What appears from the first line of the data below through the line containing "pub const DEFAULT_HIGHSCORE_FILE: &str", both included, should be copied exactly, and nothing else.

*** Opening of GIVEN DATA ***

pub mod config;
pub mod grid;
pub mod highscore;
pub mod session;
pub mod snake;
pub mod stats;
pub mod strategy;
pub mod target;
pub mod view;
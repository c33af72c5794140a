use std::fs;
use std::io;
use std::path::{Path, PathBuf};

use tracing::{debug, info};

pub const DEFAULT_HIGHSCORE_FILE: &str = "highscore.txt";

/// File-backed best score. The file holds a single decimal integer and nothing else.
#[derive(Debug, Clone, PartialEq, Eq)]
pub struct HighScoreStore {
    path: PathBuf,
}

impl Default for HighScoreStore {
    fn default() -> Self {
        Self::new(DEFAULT_HIGHSCORE_FILE)
    }
}

impl HighScoreStore {
    pub fn new(path: impl Into<PathBuf>) -> Self {
        Self { path: path.into() }
    }

    pub fn path(&self) -> &Path {
        &self.path
    }

    /// Stored best score; a missing, unreadable or malformed file counts as 0.
    pub fn load_high_score(&self) -> u32 {
        let raw = match fs::read_to_string(&self.path) {
            Ok(raw) => raw,
            Err(err) => {
                debug!(path = %self.path.display(), error = %err, "no high score on disk");
                return 0;
            }
        };
        match raw.trim().parse::<u32>() {
            Ok(score) => score,
            Err(err) => {
                debug!(path = %self.path.display(), error = %err, "ignoring malformed high score");
                0
            }
        }
    }

    pub fn save_high_score(&self, score: u32) -> io::Result<()> {
        if let Some(parent) = self.path.parent() {
            if !parent.as_os_str().is_empty() {
                fs::create_dir_all(parent)?;
            }
        }
        fs::write(&self.path, score.to_string())
    }

    /// Persists `score` only when it beats `previous`. Returns whether it was written.
    pub fn submit(&self, score: u32, previous: u32) -> io::Result<bool> {
        if score <= previous {
            return Ok(false);
        }
        self.save_high_score(score)?;
        info!(score, previous, path = %self.path.display(), "new high score");
        Ok(true)
    }
}
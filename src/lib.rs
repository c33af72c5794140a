pub mod modules;

pub use modules::config::{
    ConfigError, DEFAULT_CADENCE_BASE_MS, DEFAULT_CADENCE_DECAY, DEFAULT_CADENCE_FLOOR_MS,
    DEFAULT_FRAME_MS, DEFAULT_GRID_HEIGHT, DEFAULT_GRID_WIDTH, SessionConfig,
};
pub use modules::grid::{Cell, Direction, Grid, MIN_GRID_HEIGHT, MIN_GRID_WIDTH};
pub use modules::highscore::{DEFAULT_HIGHSCORE_FILE, HighScoreStore};
pub use modules::session::{
    EndReason, Event, Mode, Phase, Session, SessionReport, TickResult, simulate,
};
pub use modules::snake::{INITIAL_BODY_LEN, Outcome, Snake, Step};
pub use modules::stats::{BenchStats, summarize};
pub use modules::strategy::{
    Strategy, decide_simple, decide_smarter, decide_smarter_capped, find_path,
};
pub use modules::target::respawn;
pub use modules::view::FrameView;
use std::collections::VecDeque;

use tracing::debug;

use crate::modules::config::ConfigError;
use crate::modules::grid::{Cell, Direction, Grid};

/// Number of segments behind the head at spawn.
pub const INITIAL_BODY_LEN: usize = 2;

#[derive(Clone, Copy, Debug, PartialEq, Eq)]
pub enum Outcome {
    /// Head landed on the target; the caller must place a new one.
    Consumed,
    Alive,
    Dead,
}

/// What a single [`Snake::advance`] did.
#[derive(Clone, Copy, Debug, PartialEq, Eq)]
pub struct Step {
    pub from: Cell,
    pub to: Cell,
    pub direction: Direction,
    /// A queued turn that was dropped because it would reverse the heading.
    pub rejected: Option<Direction>,
}

#[derive(Clone, Debug, PartialEq, Eq)]
pub struct Snake {
    head: Cell,
    /// Index 0 trails the head; the last entry is the tail.
    body: Vec<Cell>,
    direction: Direction,
    pending_moves: VecDeque<Direction>,
    score: u32,
}

impl Snake {
    /// Three segments centred on the grid, heading right.
    pub fn spawn(grid: &Grid) -> Self {
        let head = grid.center();
        let body = (1..=INITIAL_BODY_LEN as i32)
            .map(|i| grid.wrap(Cell::new(head.x - i, head.y)))
            .collect();
        Self::assemble(head, body, Direction::Right)
    }

    /// Builds a snake from explicit segments, nearest to the head first.
    pub fn from_parts(
        head: Cell,
        body: Vec<Cell>,
        direction: Direction,
    ) -> Result<Self, ConfigError> {
        if body.len() < INITIAL_BODY_LEN {
            return Err(ConfigError::BodyTooShort { len: body.len() });
        }
        Ok(Self::assemble(head, body, direction))
    }

    fn assemble(head: Cell, body: Vec<Cell>, direction: Direction) -> Self {
        Self {
            head,
            body,
            direction,
            pending_moves: VecDeque::new(),
            score: 0,
        }
    }

    pub fn head(&self) -> Cell {
        self.head
    }

    pub fn body(&self) -> &[Cell] {
        &self.body
    }

    pub fn tail(&self) -> Cell {
        self.body.last().copied().unwrap_or(self.head)
    }

    pub fn direction(&self) -> Direction {
        self.direction
    }

    pub fn score(&self) -> u32 {
        self.score
    }

    /// Segments including the head.
    pub fn len(&self) -> usize {
        self.body.len() + 1
    }

    pub fn pending_moves(&self) -> &VecDeque<Direction> {
        &self.pending_moves
    }

    pub fn occupies(&self, cell: Cell) -> bool {
        self.head == cell || self.body.contains(&cell)
    }

    pub fn body_contains(&self, cell: Cell) -> bool {
        self.body.contains(&cell)
    }

    /// Queues a turn. Reversals are filtered later, in [`Snake::advance`].
    pub fn queue_move(&mut self, direction: Direction) {
        self.pending_moves.push_back(direction);
    }

    /// Consumes at most one queued turn, shifts the body up by one and moves the head.
    pub fn advance(&mut self, grid: &Grid) -> Step {
        let mut rejected = None;
        if let Some(next) = self.pending_moves.pop_front() {
            if next == self.direction.opposite() {
                debug!(requested = %next, heading = %self.direction, "dropped reversing turn");
                rejected = Some(next);
            } else {
                self.direction = next;
            }
        }

        let from = self.head;
        if !self.body.is_empty() {
            self.body.rotate_right(1);
            self.body[0] = from;
        }
        self.head = grid.step(from, self.direction);

        Step {
            from,
            to: self.head,
            direction: self.direction,
            rejected,
        }
    }

    /// Resolves the head against the target and the body after an advance.
    ///
    /// Growth appends a copy of the tail, so the new segment sits on the old tail cell until
    /// the next shift separates them.
    pub fn check_target(&mut self, target: Cell) -> Outcome {
        if self.head == target {
            self.score += 1;
            let tail = self.tail();
            self.body.push(tail);
            Outcome::Consumed
        } else if self.body.contains(&self.head) {
            Outcome::Dead
        } else {
            Outcome::Alive
        }
    }
}

#[cfg(test)]
mod tests {
    use super::*;

    fn grid() -> Grid {
        Grid::new(10, 10).unwrap()
    }

    #[test]
    fn spawns_centered_heading_right() {
        let snake = Snake::spawn(&grid());
        assert_eq!(snake.head(), Cell::new(5, 5));
        assert_eq!(snake.body(), &[Cell::new(4, 5), Cell::new(3, 5)]);
        assert_eq!(snake.direction(), Direction::Right);
        assert_eq!(snake.len(), 3);
        assert_eq!(snake.score(), 0);
    }

    #[test]
    fn advance_shifts_every_segment() {
        let grid = grid();
        let mut snake = Snake::spawn(&grid);
        let step = snake.advance(&grid);

        assert_eq!(step.from, Cell::new(5, 5));
        assert_eq!(step.to, Cell::new(6, 5));
        assert_eq!(snake.head(), Cell::new(6, 5));
        assert_eq!(snake.body(), &[Cell::new(5, 5), Cell::new(4, 5)]);
    }

    #[test]
    fn from_parts_rejects_a_short_body() {
        let err = Snake::from_parts(Cell::new(3, 3), vec![Cell::new(2, 3)], Direction::Right)
            .unwrap_err();
        assert_eq!(err, ConfigError::BodyTooShort { len: 1 });
        assert!(Snake::from_parts(Cell::new(3, 3), Vec::new(), Direction::Up).is_err());

        let snake = Snake::from_parts(
            Cell::new(3, 3),
            vec![Cell::new(2, 3), Cell::new(1, 3)],
            Direction::Right,
        )
        .unwrap();
        assert_eq!(snake.len(), 3);
    }

    #[test]
    fn advance_wraps_at_the_edge() {
        let grid = grid();
        let mut snake = Snake::from_parts(
            Cell::new(9, 0),
            vec![Cell::new(8, 0), Cell::new(7, 0)],
            Direction::Right,
        )
        .unwrap();
        snake.advance(&grid);
        assert_eq!(snake.head(), Cell::new(0, 0));

        snake.queue_move(Direction::Up);
        snake.advance(&grid);
        assert_eq!(snake.head(), Cell::new(0, 9));
        assert_eq!(snake.body(), &[Cell::new(0, 0), Cell::new(9, 0)]);
    }

    #[test]
    fn reversal_is_dropped_silently() {
        let grid = grid();
        let mut snake = Snake::spawn(&grid);
        snake.queue_move(Direction::Left);
        let step = snake.advance(&grid);

        assert_eq!(step.rejected, Some(Direction::Left));
        assert_eq!(snake.direction(), Direction::Right);
        assert_eq!(snake.head(), Cell::new(6, 5));
        assert!(snake.pending_moves().is_empty());
    }

    #[test]
    fn queued_turns_are_consumed_one_per_tick() {
        let grid = grid();
        let mut snake = Snake::spawn(&grid);
        snake.queue_move(Direction::Up);
        snake.queue_move(Direction::Left);
        assert_eq!(snake.pending_moves().len(), 2);

        snake.advance(&grid);
        assert_eq!(snake.direction(), Direction::Up);
        assert_eq!(snake.head(), Cell::new(5, 4));

        // Left is only a reversal of the initial heading, not of Up.
        let step = snake.advance(&grid);
        assert_eq!(step.rejected, None);
        assert_eq!(snake.direction(), Direction::Left);
        assert_eq!(snake.head(), Cell::new(4, 4));
    }

    #[test]
    fn no_step_ever_reverses_the_heading() {
        let grid = grid();
        let mut snake = Snake::spawn(&grid);
        let script = [
            Direction::Left,
            Direction::Up,
            Direction::Down,
            Direction::Right,
            Direction::Left,
            Direction::Down,
            Direction::Up,
            Direction::Up,
            Direction::Right,
        ];
        for requested in script {
            let before = snake.direction();
            snake.queue_move(requested);
            snake.advance(&grid);
            assert_ne!(snake.direction(), before.opposite());
        }
    }

    #[test]
    fn consuming_grows_by_one_on_the_tail() {
        let grid = grid();
        let mut snake = Snake::spawn(&grid);
        snake.advance(&grid);
        let tail_before = snake.tail();

        assert_eq!(snake.check_target(Cell::new(6, 5)), Outcome::Consumed);
        assert_eq!(snake.score(), 1);
        assert_eq!(snake.body().len(), 3);
        assert_eq!(snake.body()[2], tail_before);
        assert_eq!(snake.body()[1], tail_before);

        snake.advance(&grid);
        assert_eq!(snake.check_target(Cell::new(0, 0)), Outcome::Alive);
        assert_ne!(snake.body()[1], snake.body()[2]);
        assert_eq!(snake.body().len(), 3);
    }

    #[test]
    fn running_into_the_body_is_fatal() {
        let grid = grid();
        // Head at (5,5) with a hook of body so that turning down bites (5,6).
        let mut snake = Snake::from_parts(
            Cell::new(5, 5),
            vec![
                Cell::new(4, 5),
                Cell::new(4, 6),
                Cell::new(5, 6),
                Cell::new(6, 6),
            ],
            Direction::Right,
        )
        .unwrap();
        snake.queue_move(Direction::Down);
        snake.advance(&grid);
        assert_eq!(snake.head(), Cell::new(5, 6));
        assert_eq!(snake.check_target(Cell::new(0, 0)), Outcome::Dead);
    }

    #[test]
    fn chasing_the_tail_is_safe() {
        let grid = grid();
        // A 2x2 loop: the head moves into the cell the tail is vacating.
        let mut snake = Snake::from_parts(
            Cell::new(5, 5),
            vec![Cell::new(5, 6), Cell::new(6, 6), Cell::new(6, 5)],
            Direction::Up,
        )
        .unwrap();
        snake.queue_move(Direction::Right);
        snake.advance(&grid);
        assert_eq!(snake.head(), Cell::new(6, 5));
        assert_eq!(snake.check_target(Cell::new(0, 0)), Outcome::Alive);
    }

    #[test]
    fn target_takes_priority_over_collision() {
        let grid = grid();
        let mut snake = Snake::spawn(&grid);
        snake.advance(&grid);
        let head = snake.head();
        assert_eq!(snake.check_target(head), Outcome::Consumed);
        // The fresh growth segment overlaps the old tail, never the head.
        assert!(!snake.body_contains(snake.head()));
    }
}
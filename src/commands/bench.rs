use ouroboros::{BenchStats, EndReason, Mode, SessionReport, simulate, summarize};
use serde_json::json;
use tracing::info;

use super::GridArgs;

pub(super) fn run_bench(
    grid: &GridArgs,
    runs: u64,
    seed_start: u64,
    max_ticks: u64,
    verbose: bool,
    json: bool,
) -> Result<(), String> {
    if runs == 0 {
        return Err("bench needs at least one run".to_string());
    }

    let mut reports = Vec::with_capacity(runs as usize);
    for i in 0..runs {
        let seed = seed_start.wrapping_add(i);
        let report = simulate(grid.config(Mode::Autonomous, Some(seed)), Some(max_ticks))
            .map_err(|e| e.to_string())?;
        if verbose && !json {
            println!("{}", describe_run(&report));
        }
        reports.push(report);
    }

    let stats = summarize(&reports);
    info!(
        runs = stats.runs,
        mean_score = stats.mean_score(),
        max_score = stats.max_score,
        "bench finished"
    );

    if json {
        let runs = if verbose { json!(reports) } else { json!(null) };
        let out = json!({
            "stats": stats,
            "mean_score": stats.mean_score(),
            "mean_ticks": stats.mean_ticks(),
            "runs": runs,
        });
        let out = serde_json::to_string_pretty(&out).map_err(|e| e.to_string())?;
        println!("{}", out);
        return Ok(());
    }

    print_summary(grid, &stats);
    Ok(())
}

fn describe_run(report: &SessionReport) -> String {
    let end = report.end.map_or("tick limit", EndReason::label);
    format!(
        "seed {:>4}: score={:<4} length={:<4} ticks={:<7} end={}",
        report.seed.unwrap_or_default(),
        report.score,
        report.length,
        report.ticks,
        end
    )
}

fn print_summary(grid: &GridArgs, stats: &BenchStats) {
    println!(
        "{} runs on {}x{} with strategy={}",
        stats.runs, grid.width, grid.height, grid.strategy
    );
    println!(
        "score: mean={:.2} min={} max={} | ticks: mean={:.1}",
        stats.mean_score(),
        stats.min_score,
        stats.max_score,
        stats.mean_ticks()
    );
    println!(
        "endings: collision={} grid_full={} tick_limit={}",
        stats.collisions, stats.grid_full, stats.unfinished
    );
}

*** Close of GIVEN DATA ***

▸ WRITTEN RESPONSE
pub mod config;
pub mod grid;
pub mod highscore;
pub mod session;
pub mod snake;
pub mod stats;
pub mod strategy;
pub mod target;
pub mod view;
repository c33af72c5794140a
use std::fs;
use std::io;
use std::path::{Path, PathBuf};

use tracing::{debug, info};

pub const DEFAULT_HIGHSCORE_FILE: &str = "highscore.txt";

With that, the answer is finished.